Les différentes parties des jardins détaillées au mot Jardin, font juger qu’un jardinier ne peut guere les posseder toutes ; l’inclination, le goût l’entraîne vers celle qui lui plaît davantage : ainsi on appelle celui qui cultive les fleurs un jardinier-fleuriste, celui qui prend soin des orangers un orangiste (Daviler), des fruits un fruitier, des légumes & marais un maréchais, des simples un simpliciste (Furetiere), des pépinieres un pépineriste (la Quintinie & Daviler.)

On ne donnera point le détail des travaux d’un jardinier dans chaque mois de l’année. Il suffit de dire qu’ils doivent être continuels, qu’ils se succedent, & sont presque toûjours les mêmes.
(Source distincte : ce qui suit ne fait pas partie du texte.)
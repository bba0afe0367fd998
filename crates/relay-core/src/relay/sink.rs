//! Buffered, non-blocking output sink.
//!
//! Two realizations share the §4.2 contract (`append` / `flush` / `empty`):
//!
//! - [`OutputSink`] is the literal non-blocking write queue over an
//!   `AsyncWrite`, used for the relay's own outgoing HTTP request (§4.6,
//!   §5's "relay's own request output sink").
//! - Subscriber fan-out (one publisher to many HTTP clients) instead rides
//!   `tokio::sync::broadcast`, which already evicts slow receivers at the
//!   channel level; [`lagged_error`] converts the resulting `Lagged` into the
//!   same overflow/termination signal used when the sink's own queue fills.

use std::collections::VecDeque;

use bytes::{Bytes, BytesMut};
use tokio::io::AsyncWriteExt;

/// Outcome of [`OutputSink::append`].
#[derive(Debug, Clone, Copy, PartialEq, Eq)]
pub enum AppendOutcome {
    Ok,
    Overflow,
}

/// Outcome of [`OutputSink::flush`].
#[derive(Debug, Clone, Copy, PartialEq, Eq)]
pub enum FlushOutcome {
    Drained,
    WouldBlock,
}

/// Per-socket non-blocking write queue with an optional bounded byte budget.
///
/// `append` is O(1): the chunk is pushed to the back of the deque and `Qmax`
/// is checked against the *would-be* total, never mutating on overflow.
/// `flush` writes as many queued bytes as the kernel accepts in one call,
/// leaving any partial write queued at the head for the next call.
pub struct OutputSink {
    chunks: VecDeque<Bytes>,
    queued_bytes: usize,
    qmax: Option<usize>,
}

impl OutputSink {
    #[must_use]
    pub fn new(qmax: Option<usize>) -> Self {
        Self {
            chunks: VecDeque::new(),
            queued_bytes: 0,
            qmax,
        }
    }

    /// Queued byte count. Always equals the sum of chunk lengths.
    #[must_use]
    pub fn queued_bytes(&self) -> usize {
        self.queued_bytes
    }

    #[must_use]
    pub fn empty(&self) -> bool {
        self.queued_bytes == 0
    }

    /// Appends a chunk. Returns [`AppendOutcome::Overflow`] without
    /// enqueueing when it would push the queue past `Qmax`.
    pub fn append(&mut self, chunk: Bytes) -> AppendOutcome {
        if let Some(qmax) = self.qmax {
            if self.queued_bytes + chunk.len() > qmax {
                return AppendOutcome::Overflow;
            }
        }
        self.queued_bytes += chunk.len();
        self.chunks.push_back(chunk);
        AppendOutcome::Ok
    }

    /// Writes as many queued chunks as the socket accepts without blocking.
    /// A partial write leaves the remainder queued at the head.
    pub async fn flush<W: AsyncWriteExt + Unpin>(
        &mut self,
        writer: &mut W,
    ) -> std::io::Result<FlushOutcome> {
        while let Some(chunk) = self.chunks.front_mut() {
            match writer.write(chunk).await {
                Ok(0) => return Ok(FlushOutcome::WouldBlock),
                Ok(n) if n == chunk.len() => {
                    self.queued_bytes -= chunk.len();
                    self.chunks.pop_front();
                }
                Ok(n) => {
                    self.queued_bytes -= n;
                    *chunk = chunk.slice(n..);
                    return Ok(FlushOutcome::WouldBlock);
                }
                Err(e) if e.kind() == std::io::ErrorKind::WouldBlock => {
                    return Ok(FlushOutcome::WouldBlock);
                }
                Err(e) => return Err(e),
            }
        }
        Ok(FlushOutcome::Drained)
    }
}

/// Builds the bit-exact HTTP/1.0 relay request bytes (§6) queued into an
/// [`OutputSink`] before it is flushed to the upstream socket.
#[must_use]
pub fn build_request_bytes(selector: &str, host: &str) -> Bytes {
    let mut buf = BytesMut::new();
    buf.extend_from_slice(format!("GET {} HTTP/1.0\r\n", selector).as_bytes());
    buf.extend_from_slice(format!("Host: {}\r\n", host).as_bytes());
    buf.extend_from_slice(b"icy-metadata: 1\r\n");
    buf.extend_from_slice(b"Connection: close\r\n");
    buf.extend_from_slice(b"Content-Length: 0\r\n");
    buf.extend_from_slice(b"\r\n");
    buf.freeze()
}

/// Converts a broadcast-channel `Lagged` notification into the I/O error a
/// subscriber's stream terminates with. Centralizes the "client overflow,
/// log at info" disposition (§7) in one place.
pub fn lagged_error(mount: &str, skipped: u64) -> std::io::Error {
    log::info!(
        "[Relay] subscriber on {} overflowed output sink, dropped ({} chunks skipped)",
        mount,
        skipped
    );
    std::io::Error::other(format!("output sink overflow: lagged by {skipped} chunks"))
}

#[cfg(test)]
mod tests {
    use super::*;

    #[test]
    fn append_tracks_queued_bytes() {
        let mut sink = OutputSink::new(None);
        assert_eq!(sink.append(Bytes::from_static(b"hello")), AppendOutcome::Ok);
        assert_eq!(sink.queued_bytes(), 5);
        assert!(!sink.empty());
    }

    #[test]
    fn append_overflow_does_not_enqueue() {
        let mut sink = OutputSink::new(Some(4));
        assert_eq!(sink.append(Bytes::from_static(b"hello")), AppendOutcome::Overflow);
        assert_eq!(sink.queued_bytes(), 0);
        assert!(sink.empty());
    }

    #[test]
    fn append_exactly_at_cap_succeeds() {
        let mut sink = OutputSink::new(Some(5));
        assert_eq!(sink.append(Bytes::from_static(b"hello")), AppendOutcome::Ok);
    }

    #[tokio::test]
    async fn flush_drains_queued_chunks_to_a_buffer() {
        let mut sink = OutputSink::new(None);
        sink.append(Bytes::from_static(b"abc"));
        sink.append(Bytes::from_static(b"def"));
        let mut out = Vec::new();
        let outcome = sink.flush(&mut out).await.unwrap();
        assert_eq!(outcome, FlushOutcome::Drained);
        assert_eq!(out, b"abcdef");
        assert!(sink.empty());
    }

    #[test]
    fn request_bytes_are_bit_exact() {
        let bytes = build_request_bytes("/stream.ts", "origin.example");
        let text = String::from_utf8(bytes.to_vec()).unwrap();
        assert_eq!(
            text,
            "GET /stream.ts HTTP/1.0\r\nHost: origin.example\r\nicy-metadata: 1\r\nConnection: close\r\nContent-Length: 0\r\n\r\n"
        );
    }
}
La saison de l’hiver, qui en paroît exempte, peut être utilement employée à retourner les terres usées, à les améliorer, & à faire des treillages, des casses & autres ouvrages.

JARDINIERE, s. f. (Brodeur.) petite broderie étroite & légere en fil, exécutée à l’extrémité d’une manchette de chemise ou de quelqu’autre vêtement semblable.

JARDON ou JARDE, s. m. (Maréchallerie.) tumeur calleuse & dure qui vient aux jambes de derriere du cheval, & qui est située au dehors du jarret, au lieu que l’éparvin vient en-dedans. Voyez Éparvin.

Les jardons estropient le cheval lorsqu’on n’y met pas le feu à-propos. Ce mot signifie aussi l’endroit du cheval où cette maladie vient. Soleisel.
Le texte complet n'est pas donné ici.